Originally Posted by smtalha
thanks for the reply guys!
well ive a dslr fuji s9500 its a semi-pro camera. im trying to take some portrait shoots of models (or at least practicing) and im hoping that once i get the basics right i can progress on to fashion photography.
well the reason why im using blue gel is because my 800w redhead light is tungsten so im trying to neutralize the colour it emits.
the barking paper that im using is to defuse the light so it doesn't hit the subject hard hence creating a softbox effect. the original softbox for a redhead light is too expensive so im going for a cheaper option.
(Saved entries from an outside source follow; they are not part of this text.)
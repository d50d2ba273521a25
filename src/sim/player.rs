//! The player: running, jumping, wall sliding and dashing

use std::f32::consts::TAU;

use glam::Vec2;
use rand::Rng;

use super::assets::AssetCatalog;
use super::entity::{Action, AnimationDef, Body, PhysicsEntity, animation_set};
use super::particles::DashTrail;
use super::tick::TickInput;
use super::tilemap::TileMap;
use crate::approach_zero;
use crate::tuning::Tuning;

const PLAYER_ANIMATIONS: [AnimationDef; 5] = [
    AnimationDef {
        action: Action::Idle,
        image_duration: 6,
        looping: true,
        offset: Vec2::new(-3.0, -3.0),
    },
    AnimationDef {
        action: Action::Run,
        image_duration: 4,
        looping: true,
        offset: Vec2::new(-3.0, -3.0),
    },
    AnimationDef {
        action: Action::Jump,
        image_duration: 5,
        looping: false,
        offset: Vec2::new(-3.0, -2.5),
    },
    AnimationDef {
        action: Action::Slide,
        image_duration: 5,
        looping: false,
        offset: Vec2::new(-3.0, -3.0),
    },
    AnimationDef {
        action: Action::WallSlide,
        image_duration: 5,
        looping: false,
        offset: Vec2::new(-3.0, -3.0),
    },
];

#[derive(Debug, Clone)]
pub struct Player {
    pub body: Body,
    /// Frames since last standing on a floor
    pub air_time: u32,
    /// Jumps left before landing again
    pub jumps: u32,
    pub wall_slide: bool,
    /// Signed dash counter: magnitude counts down, sign is the direction
    pub dashing: i32,
}

impl PhysicsEntity for Player {
    fn body(&self) -> &Body {
        &self.body
    }

    fn body_mut(&mut self) -> &mut Body {
        &mut self.body
    }
}

impl Player {
    pub fn new(pos: Vec2, catalog: &AssetCatalog) -> Self {
        Self {
            body: Body::new(
                "player",
                pos,
                catalog.size("player"),
                animation_set(catalog, "player", &PLAYER_ANIMATIONS),
            ),
            air_time: 0,
            jumps: 1,
            wall_slide: false,
            dashing: 0,
        }
    }

    /// Jump off the ground, or off a wall while sliding.
    ///
    /// A wall jump needs the player to push toward the wall they cling to.
    /// Returns whether a jump happened.
    pub fn jump(&mut self, input: &TickInput, tuning: &Tuning) -> bool {
        if self.wall_slide {
            let away = if self.body.flipped && input.left {
                1.0
            } else if !self.body.flipped && input.right {
                -1.0
            } else {
                return false;
            };
            self.body.vel = Vec2::new(away * tuning.wall_jump.x, -tuning.wall_jump.y);
            self.air_time = tuning.airborne_frames + 1;
            self.jumps = self.jumps.saturating_sub(1);
            return true;
        }

        if self.jumps > 0 {
            self.body.vel.y = -tuning.jump_speed;
            self.jumps -= 1;
            self.air_time = tuning.airborne_frames + 1;
            return true;
        }
        false
    }

    /// Start a dash in the facing direction. Ignored while one is running.
    pub fn dash(&mut self, tuning: &Tuning) -> bool {
        if self.dashing != 0 {
            return false;
        }
        self.dashing = if self.body.flipped {
            -tuning.dash_frames
        } else {
            tuning.dash_frames
        };
        true
    }

    /// The dash is overriding horizontal movement
    pub fn is_dashing(&self, tuning: &Tuning) -> bool {
        self.dashing.abs() > tuning.dash_active_above
    }

    /// Hidden during the active part of a dash
    pub fn is_visible(&self, tuning: &Tuning) -> bool {
        !self.is_dashing(tuning)
    }

    pub fn is_airborne(&self, tuning: &Tuning) -> bool {
        self.air_time > tuning.airborne_frames
    }

    /// Advance one frame. Returns whether the player jumped.
    pub fn update(
        &mut self,
        input: &TickInput,
        map: &TileMap,
        tuning: &Tuning,
        trail: &mut DashTrail,
        rng: &mut impl Rng,
    ) -> bool {
        self.body.advance_animation();

        let intent_x = input.intent_x();
        let movement = Vec2::new(intent_x, 0.0);
        let jumped = input.jump && self.jump(input, tuning);
        if input.dash {
            self.dash(tuning);
        }

        self.body.move_and_collide(movement, map);

        if self.body.collisions.bottom {
            self.air_time = 0;
            self.jumps = 1;
        } else {
            self.air_time += 1;
        }

        self.wall_slide = false;
        if self.body.collisions.side() && self.is_airborne(tuning) {
            self.wall_slide = true;
            self.body.vel.y = self.body.vel.y.min(tuning.wall_slide_speed);
            self.body.flipped = self.body.collisions.left;
        }

        let action = if self.wall_slide {
            Action::WallSlide
        } else if self.is_airborne(tuning) {
            Action::Jump
        } else if intent_x != 0.0 {
            Action::Run
        } else {
            Action::Idle
        };
        self.body.set_action(action);

        self.update_dash(tuning, trail, rng);

        self.body.face(intent_x);
        self.body.vel.x = approach_zero(self.body.vel.x, tuning.air_friction);
        self.body.apply_gravity(tuning);

        jumped
    }

    /// Dash bursts, speed override and countdown
    fn update_dash(&mut self, tuning: &Tuning, trail: &mut DashTrail, rng: &mut impl Rng) {
        let magnitude = self.dashing.abs();
        let sign = self.dashing.signum() as f32;
        let center = self.body.rect().center();

        if magnitude == tuning.dash_frames || magnitude == tuning.dash_active_above {
            for _ in 0..tuning.dash_burst {
                let angle = rng.random::<f32>() * TAU;
                let speed = rng.random::<f32>() * 0.5 + 0.5;
                let vel = Vec2::new(angle.cos(), angle.sin()) * speed;
                trail.spawn(center, vel, rng);
            }
        }

        if magnitude > tuning.dash_active_above {
            self.body.vel.x = sign * tuning.dash_speed;
            if magnitude == tuning.dash_active_above + 1 {
                self.body.vel.x *= tuning.dash_taper;
            }
            let vel = Vec2::new(sign * rng.random::<f32>() * 3.0, 0.0);
            trail.spawn(center, vel, rng);
        }

        self.dashing -= self.dashing.signum();
    }
}

#[cfg(test)]
mod tests {
    use super::*;
    use crate::sim::tilemap::Tile;
    use rand::SeedableRng;
    use rand_pcg::Pcg32;

    struct Rig {
        player: Player,
        map: TileMap,
        tuning: Tuning,
        trail: DashTrail,
        rng: Pcg32,
    }

    impl Rig {
        /// Player standing on a stone floor at row 5
        fn on_floor() -> Self {
            let catalog = AssetCatalog::default();
            let mut map = TileMap::new(16);
            for x in 0..20 {
                map.set_tile(Tile::new("stone", 0, Vec2::new(x as f32, 5.0)));
            }
            let mut rig = Self {
                player: Player::new(Vec2::new(100.0, 60.0), &catalog),
                map,
                tuning: Tuning::default(),
                trail: DashTrail::new(&catalog),
                rng: Pcg32::seed_from_u64(1),
            };
            for _ in 0..30 {
                rig.step(TickInput::default());
            }
            // resting contact alternates with a zero-movement frame
            if !rig.player.body.collisions.bottom {
                rig.step(TickInput::default());
            }
            rig
        }

        fn step(&mut self, input: TickInput) -> bool {
            self.player
                .update(&input, &self.map, &self.tuning, &mut self.trail, &mut self.rng)
        }
    }

    #[test]
    fn test_settles_on_floor() {
        let rig = Rig::on_floor();
        assert_eq!(rig.player.body.rect().bottom(), 80.0);
        assert_eq!(rig.player.jumps, 1);
        assert_eq!(rig.player.air_time, 0);
        assert_eq!(rig.player.body.action, Action::Idle);
    }

    #[test]
    fn test_single_jump_then_denied() {
        let mut rig = Rig::on_floor();
        let input = TickInput::default();

        assert!(rig.player.jump(&input, &rig.tuning));
        assert_eq!(rig.player.jumps, 0);
        assert_eq!(rig.player.body.vel.y, -3.0);
        assert_eq!(rig.player.air_time, 5);

        let vel = rig.player.body.vel;
        assert!(!rig.player.jump(&input, &rig.tuning));
        assert_eq!(rig.player.jumps, 0);
        assert_eq!(rig.player.body.vel, vel);
    }

    #[test]
    fn test_jump_through_update_goes_airborne() {
        let mut rig = Rig::on_floor();
        let jumped = rig.step(TickInput {
            jump: true,
            ..Default::default()
        });
        assert!(jumped);
        assert!(rig.player.body.pos.y < 65.0);
        assert_eq!(rig.player.body.action, Action::Jump);

        // lands again eventually
        for _ in 0..120 {
            rig.step(TickInput::default());
        }
        assert_eq!(rig.player.jumps, 1);
        assert_eq!(rig.player.body.action, Action::Idle);
    }

    #[test]
    fn test_run_sets_action_and_facing() {
        let mut rig = Rig::on_floor();
        let start_x = rig.player.body.pos.x;
        for _ in 0..3 {
            rig.step(TickInput {
                left: true,
                ..Default::default()
            });
        }
        assert_eq!(rig.player.body.pos.x, start_x - 3.0);
        assert_eq!(rig.player.body.action, Action::Run);
        assert!(rig.player.body.flipped);
    }

    #[test]
    fn test_dash_counter_and_override() {
        let mut rig = Rig::on_floor();
        assert!(rig.player.dash(&rig.tuning));
        assert_eq!(rig.player.dashing, 60);
        assert!(!rig.player.dash(&rig.tuning));

        rig.step(TickInput::default());
        assert_eq!(rig.player.body.vel.x, 8.0 - 0.1);
        // first frame: burst of 20 plus one trail particle
        assert_eq!(rig.trail.particles.len(), 21);
        assert!(!rig.player.is_visible(&rig.tuning));

        for _ in 0..8 {
            rig.step(TickInput::default());
        }
        assert_eq!(rig.player.dashing, 51);
        rig.step(TickInput::default());
        // last active frame tapers the speed
        assert!((rig.player.body.vel.x - (0.8 - 0.1)).abs() < 1e-5);
        assert_eq!(rig.player.dashing, 50);
        assert!(!rig.player.is_dashing(&rig.tuning));
        assert!(rig.player.is_visible(&rig.tuning));
    }

    #[test]
    fn test_dash_left_when_flipped() {
        let mut rig = Rig::on_floor();
        rig.player.body.flipped = true;
        rig.player.dash(&rig.tuning);
        assert_eq!(rig.player.dashing, -60);
        rig.step(TickInput::default());
        assert!(rig.player.body.vel.x < 0.0);
    }

    #[test]
    fn test_dash_counter_returns_to_zero() {
        let mut rig = Rig::on_floor();
        rig.player.dash(&rig.tuning);
        for _ in 0..60 {
            rig.step(TickInput::default());
        }
        assert_eq!(rig.player.dashing, 0);
        assert!(rig.player.dash(&rig.tuning));
    }

    #[test]
    fn test_wall_slide_and_wall_jump() {
        let catalog = AssetCatalog::default();
        let mut map = TileMap::new(16);
        for y in 0..20 {
            map.set_tile(Tile::new("stone", 0, Vec2::new(10.0, y as f32)));
        }
        let mut rig = Rig {
            player: Player::new(Vec2::new(150.0, 40.0), &catalog),
            map,
            tuning: Tuning::default(),
            trail: DashTrail::new(&catalog),
            rng: Pcg32::seed_from_u64(2),
        };

        let push_right = TickInput {
            right: true,
            ..Default::default()
        };
        for _ in 0..10 {
            rig.step(push_right);
        }
        assert!(rig.player.wall_slide);
        assert_eq!(rig.player.body.action, Action::WallSlide);
        assert!(!rig.player.body.flipped);
        assert!(rig.player.body.vel.y <= 0.5 + rig.tuning.gravity);

        assert!(rig.player.jump(&push_right, &rig.tuning));
        assert_eq!(rig.player.body.vel, Vec2::new(-3.5, -2.5));
        assert_eq!(rig.player.air_time, 5);
    }

    #[test]
    fn test_wall_jump_needs_push_toward_wall() {
        let mut rig = Rig::on_floor();
        rig.player.wall_slide = true;
        rig.player.body.flipped = true;
        assert!(!rig.player.jump(&TickInput::default(), &rig.tuning));

        let push_left = TickInput {
            left: true,
            ..Default::default()
        };
        assert!(rig.player.jump(&push_left, &rig.tuning));
        assert_eq!(rig.player.body.vel, Vec2::new(3.5, -2.5));
    }
}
i tried a couple of shots against a black backdrops but its not giving me the same result as a softbox. plus im just learning the tricks of dslr and im doing everything manually, but no matter how much i try the pictures seem to come out slightly blury. ive been photographing using f4 @ 1/50 ISO 200-100
As already mentioned, you can dispense with the gels and just handle the color balance with the camera settings. As for the baking or tracing paper, that is not going to give you softer light. Soft light is determined by the size of the light source and its distance from the model. The larger the light source and the closer it is to the model, the softer the light, and thus the more diffuse the shadows. If the shots are blurry, then either you are not setting the focus properly, or you have something wrong with the lens or camera, or you have camera or subject motion that causes a blur. If you want a cheap soft light, you can make one out of PVC pipe and a thin white bed sheet. If you are shooting at f4 and at 1/50th, then you may be having camera motion (try a tripod). If you are using the focus, lock and recompose method of shooting, then that can also cause lack of sharp focus. Publish some examples with the exact specs of the shot.